▼

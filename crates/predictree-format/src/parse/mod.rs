//! Versioned result file parsers.
//!
//! Each supported `file_version` is one [`FileFormat`] strategy. Both build
//! the same [`SubmissionResult`] tree; they only differ in where sections
//! live and how an extraction records its spans.

mod v1;
mod v3;

use std::collections::BTreeMap;
use std::sync::Arc;

use predictree_core::{
    BoundingBox, Classification, Document, Extraction, FileVersion, FormExtraction,
    FormFieldType, ModelGroup, PredictedMut, Prediction, PredictionBase, Review, ReviewType,
    SubmissionResult, Summarization, TaskType, Unbundling,
};
use serde_json::Value;
use tracing::debug;

use crate::FormatError;
use crate::normalize::normalize;
use crate::wire::Fields;

pub(crate) use v1::infer_task_type;
pub use v1::V1Format;
pub use v3::V3Format;

/// One wire layout of a result file.
pub trait FileFormat: Send + Sync {
    fn version(&self) -> FileVersion;

    /// Build the result tree from an already normalized object.
    fn parse(&self, raw: &Value) -> Result<SubmissionResult, FormatError>;
}

pub fn format_for(version: FileVersion) -> &'static dyn FileFormat {
    match version {
        FileVersion::V1 => &V1Format,
        FileVersion::V3 => &V3Format,
    }
}

/// Parse a normalized result object.
pub fn parse(raw: &Value, version: FileVersion) -> Result<SubmissionResult, FormatError> {
    format_for(version).parse(raw)
}

/// Decode, normalize and parse a result file.
pub fn load(bytes: &[u8]) -> Result<SubmissionResult, FormatError> {
    let raw: Value = serde_json::from_slice(bytes)?;
    let wire_version = read_version(&raw)?;
    let version =
        FileVersion::from_wire(wire_version).ok_or(FormatError::UnsupportedVersion(wire_version))?;
    let result = parse(&normalize(raw, wire_version), version)?;
    debug!(
        submission_id = result.submission_id,
        documents = result.documents.len(),
        predictions = result.predictions.len(),
        "loaded result file"
    );
    Ok(result)
}

/// The integer `file_version` of a raw result object.
pub fn read_version(raw: &Value) -> Result<i64, FormatError> {
    raw.get("file_version")
        .and_then(Value::as_i64)
        .ok_or(FormatError::MissingVersion)
}

/// Owners shared by every prediction of one section.
pub(crate) struct Owners {
    pub document: Arc<Document>,
    pub model: Arc<ModelGroup>,
    pub review: Option<Arc<Review>>,
}

/// How an extraction stores its position on the wire.
#[derive(Debug, Clone, Copy)]
pub(crate) enum SpanLayout {
    /// `start`/`end`/`page_num` directly on the prediction.
    Inline,
    /// A `spans` list.
    List,
}

pub(crate) fn review(value: &Value, context: &str) -> Result<Review, FormatError> {
    let mut f = Fields::new(value, context)?;
    let review_type = f.str("review_type")?;
    Ok(Review {
        id: f.i64("review_id")?,
        reviewer_id: f.opt_i64("reviewer_id")?.unwrap_or_default(),
        notes: f.opt_str("review_notes")?.unwrap_or_default(),
        rejected: f.opt_bool("review_rejected")?.unwrap_or(false),
        review_type: ReviewType::parse(&review_type)
            .ok_or_else(|| f.error("review_type", format!("unknown review type {review_type:?}")))?,
    })
}

/// Build every prediction of one section.
pub(crate) fn predictions(
    section: &Value,
    context: &str,
    owners: &Owners,
    layout: SpanLayout,
) -> Result<Vec<Prediction>, FormatError> {
    let Value::Array(items) = section else {
        return Err(FormatError::malformed(context, "expected a prediction list"));
    };
    items
        .iter()
        .enumerate()
        .map(|(i, item)| prediction(item, format!("{context}[{i}]"), owners, layout))
        .collect()
}

fn prediction(
    value: &Value,
    context: String,
    owners: &Owners,
    layout: SpanLayout,
) -> Result<Prediction, FormatError> {
    let mut f = Fields::new(value, context)?;
    let label = f.str("label")?;
    let confidences = f.confidences()?;

    let prediction = match owners.model.task_type {
        TaskType::Classification => Prediction::from(Classification {
            base: base(label, confidences, owners),
        }),
        TaskType::Extraction => {
            let text = f.opt_str("text")?.unwrap_or_default();
            let spans = match layout {
                SpanLayout::List => f.spans("spans")?,
                SpanLayout::Inline if ["start", "end", "page_num"].iter().any(|k| f.has(k)) => {
                    vec![f.inline_span()?]
                }
                SpanLayout::Inline => Vec::new(),
            };
            Prediction::from(Extraction {
                text,
                spans,
                groupings: f.groupings()?,
                state: f.review_state()?,
                base: base(label, confidences, owners),
            })
        }
        TaskType::FormExtraction => {
            let field_type = match f.opt_str("type")? {
                None => FormFieldType::Text,
                Some(t) => FormFieldType::parse(&t)
                    .ok_or_else(|| f.error("type", format!("unknown form field type {t:?}")))?,
            };
            Prediction::from(FormExtraction {
                field_type,
                text: f.opt_str("text")?.unwrap_or_default(),
                bbox: BoundingBox {
                    page: f.opt_i64("page_num")?,
                    top: f.opt_f64("top")?,
                    left: f.opt_f64("left")?,
                    right: f.opt_f64("right")?,
                    bottom: f.opt_f64("bottom")?,
                },
                checked: f.opt_bool("checked")?,
                signed: f.opt_bool("signed")?,
                state: f.review_state()?,
                base: base(label, confidences, owners),
            })
        }
        TaskType::Summarization => Prediction::from(Summarization {
            text: f.opt_str("text")?.unwrap_or_default(),
            citations: f.spans("citations")?,
            state: f.review_state()?,
            base: base(label, confidences, owners),
        }),
        TaskType::Unbundling => {
            let pages = f
                .array("pages")?
                .iter()
                .map(|p| p.as_i64().ok_or_else(|| f.error("pages", "expected page numbers")))
                .collect::<Result<Vec<_>, _>>()?;
            Prediction::from(Unbundling {
                pages,
                base: base(label, confidences, owners),
            })
        }
    };

    Ok(with_extras(prediction, f))
}

fn base(
    label: String,
    confidences: BTreeMap<String, f64>,
    owners: &Owners,
) -> PredictionBase {
    PredictionBase {
        document: owners.document.clone(),
        model: owners.model.clone(),
        review: owners.review.clone(),
        label,
        confidences,
        extras: Default::default(),
    }
}

fn with_extras(mut prediction: Prediction, fields: Fields) -> Prediction {
    prediction.base_mut().extras = fields.into_extras();
    prediction
}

▲

Exercise brief → Return, word for word, every line from the line with "fn with_extras(mut prediction: Prediction, fields: Fields)" to the final line of the data.

Answer to the problem →
fn with_extras(mut prediction: Prediction, fields: Fields) -> Prediction {
    prediction.base_mut().extras = fields.into_extras();
    prediction
}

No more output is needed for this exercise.